Há quanto tempo

Acordo e me dou conta: há quanto tempo não faço tanto do que me faz bem, absorvido pelo ralo da mediocridade ou da pressa ou de sei lá o quê.

Culto, quanto tempo faz que não vou a um culto de verdade, numa igreja aconchegante, com um órgão de tubos tocando as músicas tradicionais e um pastor preocupado em transmitir felicidade e realização no lugar de pecados reais e imaginários e castigos mais imaginários do que reais.

Esqueci da última vez que li um livro num final de semana, sem hora para parar e, mesmo assim, parando e relendo trechos em que a emoção supera a palavra e vice-versa. Na companhia de um bom charuto, ao ar livre, sem a preocupação de direcionar a fumaça para não importunar alguém, bem isso já faz séculos. Há quanto tempo não leio Thiago de Mello?

Andar na chuva, sem eira nem beira, pelo prazer de andar, desviar algumas poças e pisar em outras com força, com liberdade para assobiar “Singing in the rain”, desafinado de uma vez, é, apenas, tardia lembrança dissolvida com as pitangas colhidas após a chuva.
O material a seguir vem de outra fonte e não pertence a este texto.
//! Page components for different routes in the application.

pub mod admin;
pub mod dashboard;
pub mod login;
pub mod qualifications;

pub use admin::*;
pub use dashboard::*;
pub use login::*;
pub use qualifications::*;
use wasm_bindgen_futures::spawn_local;
use yew::prelude::*;
use yew_router::prelude::*;

use portal::context::ContextAction;
use portal::guard::{GuardEvent, GuardState, ROOT_PATH};

use crate::components::FullPageSpinner;
use crate::providers::{api, use_session};
use crate::routes::Route;

#[derive(Properties, PartialEq)]
pub struct BootstrapperProps {
    pub children: Children,
}

/// Restores the persisted session once per page load, before any route renders.
///
/// Shows a spinner while the backend validates the stored identity, then
/// publishes the resulting context and issues at most one navigation.
#[function_component(Bootstrapper)]
pub fn bootstrapper(props: &BootstrapperProps) -> Html {
    let api = use_memo((), |_| api::create());
    let session = use_session();
    let navigator = use_navigator();
    let location = use_location();
    let phase = use_state(GuardState::default);

    {
        let phase = phase.clone();
        let path = location
            .map(|location| location.path().to_string())
            .unwrap_or_else(|| ROOT_PATH.to_string());

        use_effect_with((), move |_| {
            phase.set(GuardState::Init.next(GuardEvent::Check));

            spawn_local(async move {
                let outcome = api.session().bootstrap(&path).await;
                session.dispatch(ContextAction::Replace(outcome.context));

                if let (Some(destination), Some(navigator)) = (outcome.state.redirect(), navigator)
                {
                    navigator.replace(&Route::from(destination));
                }
                phase.set(outcome.state);
            });
        });
    }

    if phase.is_pending() {
        html! { <FullPageSpinner label="Checking session..." /> }
    } else {
        html! { <>{ props.children.clone() }</> }
    }
}
use yew::prelude::*;

use portal::data::Member;
use portal::id::MemberId;
use portal::roster;

#[derive(Properties, PartialEq)]
pub struct SubordinatePickerProps {
    pub supervisor: Member,
    pub members: Vec<Member>,
    pub on_assign: Callback<MemberId>,
    pub on_unassign: Callback<MemberId>,
}

fn member_row(member: &Member, label: &'static str, action: &Callback<MemberId>) -> Html {
    let onclick = {
        let action = action.clone();
        let id = member.id.clone();
        Callback::from(move |_: MouseEvent| action.emit(id.clone()))
    };

    html! {
        <li key={member.id.as_str().to_string()} class="flex justify-between items-center py-1">
            <span>{ roster::display_name(member) }</span>
            <button class="px-2 py-1 text-sm rounded bg-gray-200 hover:bg-gray-300 cursor-pointer" {onclick}>
                { label }
            </button>
        </li>
    }
}

/// Moves members in and out of the selected supervisor's chain.
#[function_component(SubordinatePicker)]
pub fn subordinate_picker(props: &SubordinatePickerProps) -> Html {
    let supervisor = &props.supervisor;
    let current = roster::subordinates_of(&props.members, &supervisor.id);
    let available = roster::available_for(&props.members, &supervisor.id);

    html! {
        <div class="bg-white rounded-lg shadow p-4 grid grid-cols-2 gap-4">
            <div>
                <h3 class="font-semibold mb-2">
                    { format!("Subordinates of {}", roster::display_name(supervisor)) }
                </h3>
                if current.is_empty() {
                    <p class="text-gray-500 italic">{ "None assigned" }</p>
                } else {
                    <ul>{ for current.iter().map(|m| member_row(m, "Remove", &props.on_unassign)) }</ul>
                }
            </div>
            <div>
                <h3 class="font-semibold mb-2">{ "Available" }</h3>
                if available.is_empty() {
                    <p class="text-gray-500 italic">{ "Everyone has a supervisor" }</p>
                } else {
                    <ul>{ for available.iter().map(|m| member_row(m, "Add", &props.on_assign)) }</ul>
                }
            </div>
        </div>
    }
}
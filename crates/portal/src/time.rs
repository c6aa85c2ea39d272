//! Deadlines for in-flight backend requests.

use std::future::Future;
use std::pin::pin;
use std::time::Duration;

use futures::future::{Either, LocalBoxFuture, select};

use crate::api::{ApiError, ApiResult};

/// Source of sleep futures. The browser implementation wraps `gloo-timers`.
pub trait Timer {
    fn sleep(&self, duration: Duration) -> LocalBoxFuture<'static, ()>;
}

/// Races `request` against `timer`, yielding [`ApiError::TimedOut`] if the timer wins.
pub async fn with_timeout<T, R, F>(timer: &T, duration: Duration, request: F) -> ApiResult<R>
where
    T: Timer + ?Sized,
    F: Future<Output = ApiResult<R>>,
{
    let request = pin!(request);
    match select(request, timer.sleep(duration)).await {
        Either::Left((result, _)) => result,
        Either::Right(((), _)) => Err(ApiError::TimedOut(duration)),
    }
}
Há quanto tempo não pesco lá longe, no mar, extasiado com as ondas arredondadas e com o sol a desenhar mosaicos de espelhos e estrelas na água e se vier um peixe, tudo bem. Sentar sozinho na praia, ao amanhecer, e deixar o pensamento ser o único dono de meu pensamento, por que nunca mais?

Quando foi a última vez que ouvi música sem me preocupar em entender, apenas deixando que o corpo e a alma absorvessem a beleza e a harmonia?

Qual o dia em que li o último poema definitivo? Em que pretérito escrevi o último que me fez doer a garganta enquanto escrevia?

Quando foi que parei tudo para falar de igual para igual com Deus e tive a impressão que ele tinha tempo pra mim?

Em que prateleira do passado estão as antigas trilhas que abri em passeios de bicicleta, com medo dos cachorros que nunca se sabe o que farão?

Há quanto tempo não sento em aeroporto para observar as pessoas e tentar adivinhar quem são, de onde vêm, o que fazem, o que pensam e crio uma história para cada um?

Tudo faz tanto tempo que tenho medo de que nunca tenha acontecido.